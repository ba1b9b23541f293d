// SPDX-License-Identifier: MPL-2.0
// This Source Code Form is subject to the terms of the Mozilla Public
// License, v. 2.0. If a copy of the MPL was not distributed with this
// file, You can obtain one at https://mozilla.org/MPL/2.0/.

//! State change representation.
//!
//! A [`StateChange`] is the only way to modify a
//! [`DeviceState`](super::DeviceState). Each variant carries the fields that
//! must move together; a poll cycle is applied as one [`StateChange::Batch`].
//!
//! # Examples
//!
//! ```
//! use gixie_lib::state::{DeviceState, StateChange};
//! use gixie_lib::types::PowerState;
//!
//! let mut state = DeviceState::new();
//!
//! // Apply returns true if state actually changed
//! assert!(state.apply(&StateChange::Power(PowerState::On)));
//! assert!(!state.apply(&StateChange::Power(PowerState::On)));
//! ```

use crate::response::{ColorResponse, ReadValue};
use crate::types::{
    Brightness, DstPolicy, PowerState, RgbColor, TimeFormat, TimezoneIndex, UtcOffset,
};

/// Represents a change in device state.
#[derive(Debug, Clone, PartialEq, Eq, serde::Serialize, serde::Deserialize)]
pub enum StateChange {
    /// Color register changed; stored as reported.
    Color(ColorResponse),

    /// Brightness changed.
    Brightness(Brightness),

    /// Power changed.
    Power(PowerState),

    /// Timezone register, base offset and policy, updated together.
    Timezone {
        /// Observed register value.
        index: TimezoneIndex,
        /// Base offset consistent with `index` under `policy`.
        base_offset: UtcOffset,
        /// Policy in effect.
        policy: DstPolicy,
    },

    /// Base offset set without a register write.
    BaseOffset(UtcOffset),

    /// Policy changed without a timezone observation.
    DstPolicy(DstPolicy),

    /// Raw mode register changed.
    Mode(u8),

    /// Hour format changed.
    TimeFormat(TimeFormat),

    /// Multiple changes at once.
    ///
    /// Used for a complete poll cycle.
    Batch(Vec<StateChange>),
}

impl StateChange {
    /// Creates a color change holding four copies of `color`.
    #[must_use]
    pub fn color(color: RgbColor) -> Self {
        Self::Color(ColorResponse::new(vec![color; 4]))
    }

    /// Maps a non-timezone register read to its change.
    ///
    /// Timezone reads need the base offset derived alongside them and return
    /// `None` here.
    #[must_use]
    pub fn from_read(value: ReadValue) -> Option<Self> {
        match value {
            ReadValue::Color(color) => Some(Self::Color(color)),
            ReadValue::Brightness(brightness) => Some(Self::Brightness(brightness)),
            ReadValue::Power(state) => Some(Self::Power(state)),
            ReadValue::Mode(mode) => Some(Self::Mode(mode)),
            ReadValue::TimeFormat(format) => Some(Self::TimeFormat(format)),
            ReadValue::Timezone(_) => None,
        }
    }

    /// Returns `true` if this is a batch.
    #[must_use]
    pub fn is_batch(&self) -> bool {
        matches!(self, Self::Batch(_))
    }

    /// Flattens nested batches into individual changes.
    #[must_use]
    pub fn flatten(self) -> Vec<StateChange> {
        match self {
            Self::Batch(changes) => changes.into_iter().flat_map(Self::flatten).collect(),
            other => vec![other],
        }
    }
}
// SPDX-License-Identifier: MPL-2.0
// This Source Code Form is subject to the terms of the Mozilla Public
// License, v. 2.0. If a copy of the MPL was not distributed with this
// file, You can obtain one at https://mozilla.org/MPL/2.0/.

//! Error types for the Gixie library.
//!
//! Transport failures ([`ProtocolError`]) and malformed responses
//! ([`ParseError`]) are collapsed into a single [`OperationError`] at the
//! protocol boundary, so callers of the coordinator only ever see which
//! command failed and a human-readable cause.

use thiserror::Error;

use crate::command::{CommandId, OperationKind};

/// The main error type for this library.
#[derive(Debug, Error)]
pub enum Error {
    /// Error occurred during value validation.
    #[error("value error: {0}")]
    Value(#[from] ValueError),

    /// Error occurred during protocol communication.
    #[error("protocol error: {0}")]
    Protocol(#[from] ProtocolError),

    /// Error occurred while parsing a response.
    #[error("parse error: {0}")]
    Parse(#[from] ParseError),

    /// A single read or write against the device failed.
    #[error("{0}")]
    Operation(#[from] OperationError),

    /// A poll cycle failed; nothing from that cycle was merged.
    #[error("refresh failed: {0}")]
    Refresh(#[source] Box<Error>),
}

impl Error {
    /// Returns the failed device operation, if this error wraps one.
    #[must_use]
    pub fn operation(&self) -> Option<&OperationError> {
        match self {
            Self::Operation(op) => Some(op),
            Self::Refresh(inner) => inner.operation(),
            _ => None,
        }
    }
}

/// Errors related to value validation and constraints.
#[derive(Debug, Error, Clone, PartialEq, Eq)]
pub enum ValueError {
    /// A numeric value is outside the allowed range.
    #[error("value {actual} is out of range [{min}, {max}]")]
    OutOfRange {
        /// Minimum allowed value.
        min: i64,
        /// Maximum allowed value.
        max: i64,
        /// The actual value that was provided.
        actual: i64,
    },

    /// An invalid power state string was provided.
    #[error("invalid power state: {0}")]
    InvalidPowerState(String),

    /// An unknown display mode label or value was provided.
    #[error("invalid display mode: {0}")]
    InvalidDisplayMode(String),

    /// An unknown time format label or value was provided.
    #[error("invalid time format: {0}")]
    InvalidTimeFormat(String),

    /// An unknown DST policy was provided.
    #[error("invalid DST policy: {0}")]
    InvalidDstPolicy(String),

    /// A hex color string could not be parsed.
    #[error("invalid hex color: {0}")]
    InvalidHexColor(String),

    /// A command number outside the supported set.
    #[error("unknown command number: {0}")]
    UnknownCommand(u16),
}

/// Errors related to the WebSocket transport.
#[derive(Debug, Error)]
pub enum ProtocolError {
    /// WebSocket handshake or frame I/O failed.
    #[error("WebSocket error: {0}")]
    WebSocket(#[from] tokio_tungstenite::tungstenite::Error),

    /// The device closed the connection before answering.
    #[error("connection closed by device")]
    Closed,

    /// Request timed out.
    #[error("request timed out after {0} ms")]
    Timeout(u64),

    /// Invalid host or port.
    #[error("invalid address: {0}")]
    InvalidAddress(String),

    /// The device answered with a non-success status code.
    #[error("device returned status {0}")]
    Rejected(i64),
}

/// Errors related to parsing device responses.
#[derive(Debug, Error)]
pub enum ParseError {
    /// JSON parsing failed.
    #[error("JSON parse error: {0}")]
    Json(#[from] serde_json::Error),

    /// Expected field is missing from the response.
    #[error("missing field in response: {0}")]
    MissingField(String),

    /// Unexpected response format.
    #[error("unexpected response format: {0}")]
    UnexpectedFormat(String),

    /// Failed to parse a specific value.
    #[error("failed to parse {field}: {message}")]
    InvalidValue {
        /// The field that failed to parse.
        field: String,
        /// Description of the parsing failure.
        message: String,
    },
}

/// A failed read or write against the device.
///
/// Every transport, status and decoding failure of a single operation is
/// normalized into this type. Only the message text keeps the distinction.
#[derive(Debug, Error, Clone, PartialEq, Eq)]
#[error("{kind} failed for command {command}: {cause}")]
pub struct OperationError {
    kind: OperationKind,
    command: CommandId,
    cause: String,
}

impl OperationError {
    /// Creates an operation error.
    #[must_use]
    pub fn new(kind: OperationKind, command: CommandId, cause: impl Into<String>) -> Self {
        Self {
            kind,
            command,
            cause: cause.into(),
        }
    }

    /// Creates a read failure.
    #[must_use]
    pub fn read(command: CommandId, cause: impl Into<String>) -> Self {
        Self::new(OperationKind::Read, command, cause)
    }

    /// Creates a write failure.
    #[must_use]
    pub fn write(command: CommandId, cause: impl Into<String>) -> Self {
        Self::new(OperationKind::Write, command, cause)
    }

    /// Returns whether the failed operation was a read or a write.
    #[must_use]
    pub fn kind(&self) -> OperationKind {
        self.kind
    }

    /// Returns the command that failed.
    #[must_use]
    pub fn command(&self) -> CommandId {
        self.command
    }

    /// Returns the underlying cause.
    #[must_use]
    pub fn cause(&self) -> &str {
        &self.cause
    }
}

/// A specialized Result type for this library.
pub type Result<T> = std::result::Result<T, Error>;
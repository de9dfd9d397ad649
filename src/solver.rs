//! Shell generation through an external solver.
//!
//! The solver is consumed as a capability contract, not reimplemented:
//!
//! - `build(m, n)` produces a binary able to generate shell `(m, n)`,
//! - running it writes the shell's blocks to stdout,
//! - `cleanup(m, n)` releases whatever `build` produced.
//!
//! [`SolverCommand`] implements the contract with command-line templates in
//! which `{m}`, `{n}` and `{k}` (the degree) are substituted.

use std::collections::HashMap;
use std::fs;
use std::io;
use std::path::PathBuf;
use std::process::{Command, Stdio};

use serde::{Deserialize, Serialize};
use tracing::{debug, info, warn};

use crate::catalog::{all_pairs, ShellKey, ShellLayout};
use crate::pool::{wait_polling, Job, JobFailure, JobReport, ProcessPool, DEFAULT_POLL_INTERVAL};

/// Default solver binary.
pub const DEFAULT_SOLVER_BINARY: &str = "bin/ZeroOneSolver";

/// Error type for the solver contract.
#[derive(Debug, thiserror::Error)]
pub enum SolverError {
    /// A build or cleanup command could not be started.
    #[error("failed to run `{command}` for shell {key}: {source}")]
    Spawn {
        /// Shell being prepared.
        key: ShellKey,
        /// Rendered command line.
        command: String,
        /// Underlying error.
        source: io::Error,
    },
    /// A build or cleanup command exited unsuccessfully.
    #[error("`{command}` for shell {key} exited with code {code:?}")]
    Failed {
        /// Shell being prepared.
        key: ShellKey,
        /// Rendered command line.
        command: String,
        /// Exit code, `None` if killed by a signal.
        code: Option<i32>,
    },
    /// A template rendered to an empty command line.
    #[error("empty command template for shell {key}")]
    EmptyCommand {
        /// Shell being prepared.
        key: ShellKey,
    },
    /// The shell directory could not be created.
    #[error("cannot create shell directory {}: {source}", path.display())]
    Io {
        /// Directory involved.
        path: PathBuf,
        /// Underlying error.
        source: io::Error,
    },
}

/// The external solver capability.
pub trait SolverBackend {
    /// Prepare a binary for `key` and return its path.
    fn build(&self, key: ShellKey) -> Result<PathBuf, SolverError>;

    /// Arguments for running the built binary.
    fn args(&self, key: ShellKey) -> Vec<String>;

    /// Release what `build` produced once the run has finished.
    fn cleanup(&self, key: ShellKey) -> Result<(), SolverError>;
}

/// Solver contract expressed as command-line templates.
#[derive(Debug, Clone, PartialEq, Eq, Serialize, Deserialize)]
#[serde(default)]
pub struct SolverCommand {
    /// Binary path template.
    pub binary: String,
    /// Argument templates.
    pub args: Vec<String>,
    /// Optional command run before each shell, e.g. a per-pair compile.
    pub build: Option<String>,
    /// Optional command run after each shell finishes.
    pub cleanup: Option<String>,
}

impl Default for SolverCommand {
    fn default() -> Self {
        Self {
            binary: DEFAULT_SOLVER_BINARY.to_string(),
            args: vec!["{n}".to_string(), "{m}".to_string(), "--paranoid".to_string()],
            build: None,
            cleanup: None,
        }
    }
}

impl SolverCommand {
    /// Solver running `binary` with the default arguments.
    pub fn new(binary: impl Into<String>) -> Self {
        Self {
            binary: binary.into(),
            ..Self::default()
        }
    }

    fn run_hook(&self, key: ShellKey, template: &str) -> Result<(), SolverError> {
        let rendered = render(template, key);
        let mut parts = rendered.split_whitespace();
        let program = parts.next().ok_or(SolverError::EmptyCommand { key })?;

        debug!(shell = %key, command = %rendered, "Running solver hook");
        let mut child = Command::new(program)
            .args(parts)
            .stdin(Stdio::null())
            .spawn()
            .map_err(|source| SolverError::Spawn {
                key,
                command: rendered.clone(),
                source,
            })?;
        let status = wait_polling(&mut child, DEFAULT_POLL_INTERVAL).map_err(|source| {
            SolverError::Spawn {
                key,
                command: rendered.clone(),
                source,
            }
        })?;

        if status.success() {
            Ok(())
        } else {
            Err(SolverError::Failed {
                key,
                command: rendered,
                code: status.code(),
            })
        }
    }
}

impl SolverBackend for SolverCommand {
    fn build(&self, key: ShellKey) -> Result<PathBuf, SolverError> {
        if let Some(build) = &self.build {
            self.run_hook(key, build)?;
        }
        Ok(PathBuf::from(render(&self.binary, key)))
    }

    fn args(&self, key: ShellKey) -> Vec<String> {
        self.args.iter().map(|a| render(a, key)).collect()
    }

    fn cleanup(&self, key: ShellKey) -> Result<(), SolverError> {
        match &self.cleanup {
            Some(cleanup) => self.run_hook(key, cleanup),
            None => Ok(()),
        }
    }
}

/// Substitute `{m}`, `{n}` and `{k}`.
pub fn render(template: &str, key: ShellKey) -> String {
    template
        .replace("{m}", &key.m.to_string())
        .replace("{n}", &key.n.to_string())
        .replace("{k}", &key.degree().to_string())
}

/// What a generation pass did.
#[derive(Debug, Default)]
pub struct GenerationSummary {
    /// Shells that already existed.
    pub skipped: usize,
    /// Shells published by this pass.
    pub published: Vec<ShellKey>,
    /// Shells whose build failed before a job was started.
    pub build_failures: Vec<(ShellKey, String)>,
    /// Jobs that ran but did not publish.
    pub job_failures: Vec<JobFailure>,
}

impl GenerationSummary {
    /// Whether every attempted shell was published.
    pub fn is_clean(&self) -> bool {
        self.build_failures.is_empty() && self.job_failures.is_empty()
    }
}

/// Generate missing shells in degree order up to `max_degree`.
///
/// With no bound the walk never ends; the caller stops the process. Failures
/// are item-local: logged, recorded, and the walk continues.
pub fn generate<S: SolverBackend>(
    solver: &S,
    layout: &ShellLayout,
    pool: &mut ProcessPool,
    max_degree: Option<u32>,
) -> Result<GenerationSummary, SolverError> {
    fs::create_dir_all(&layout.dir).map_err(|source| SolverError::Io {
        path: layout.dir.clone(),
        source,
    })?;

    let mut summary = GenerationSummary::default();
    let mut running: HashMap<String, ShellKey> = HashMap::new();

    let pairs = all_pairs().take_while(|k| max_degree.map_or(true, |d| k.degree() <= d));
    for key in pairs {
        let final_path = layout.path(key);
        if final_path.is_file() {
            debug!(shell = %key, path = %final_path.display(), "Already computed");
            summary.skipped += 1;
            continue;
        }

        let binary = match solver.build(key) {
            Ok(binary) => binary,
            Err(e) => {
                warn!(shell = %key, error = %e, "Solver build failed");
                summary.build_failures.push((key, e.to_string()));
                continue;
            }
        };

        let args = solver.args(key);
        let id = format!("shell {}: {} {}", key, binary.display(), args.join(" "));
        info!(shell = %key, job = %id, "Starting computation");
        running.insert(id.clone(), key);
        pool.submit(Job::command(id, binary, args, layout.temp_path(key), final_path));

        for report in pool.try_collect() {
            record(solver, report, &mut running, &mut summary);
        }
    }

    for report in pool.drain() {
        record(solver, report, &mut running, &mut summary);
    }
    Ok(summary)
}

fn record<S: SolverBackend>(
    solver: &S,
    report: JobReport,
    running: &mut HashMap<String, ShellKey>,
    summary: &mut GenerationSummary,
) {
    let Some(key) = running.remove(&report.id) else {
        warn!(job = %report.id, "Completion for unknown job");
        return;
    };

    match report.outcome {
        Ok(_) => summary.published.push(key),
        Err(failure) => summary.job_failures.push(failure),
    }

    if let Err(e) = solver.cleanup(key) {
        warn!(shell = %key, error = %e, "Solver cleanup failed");
    }
}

----

Exercise directions: Search the records for the word "struct" and copy out every line that holds it.

Exercise result:
pub struct OperationError {
pub struct SolverCommand {
pub struct GenerationSummary {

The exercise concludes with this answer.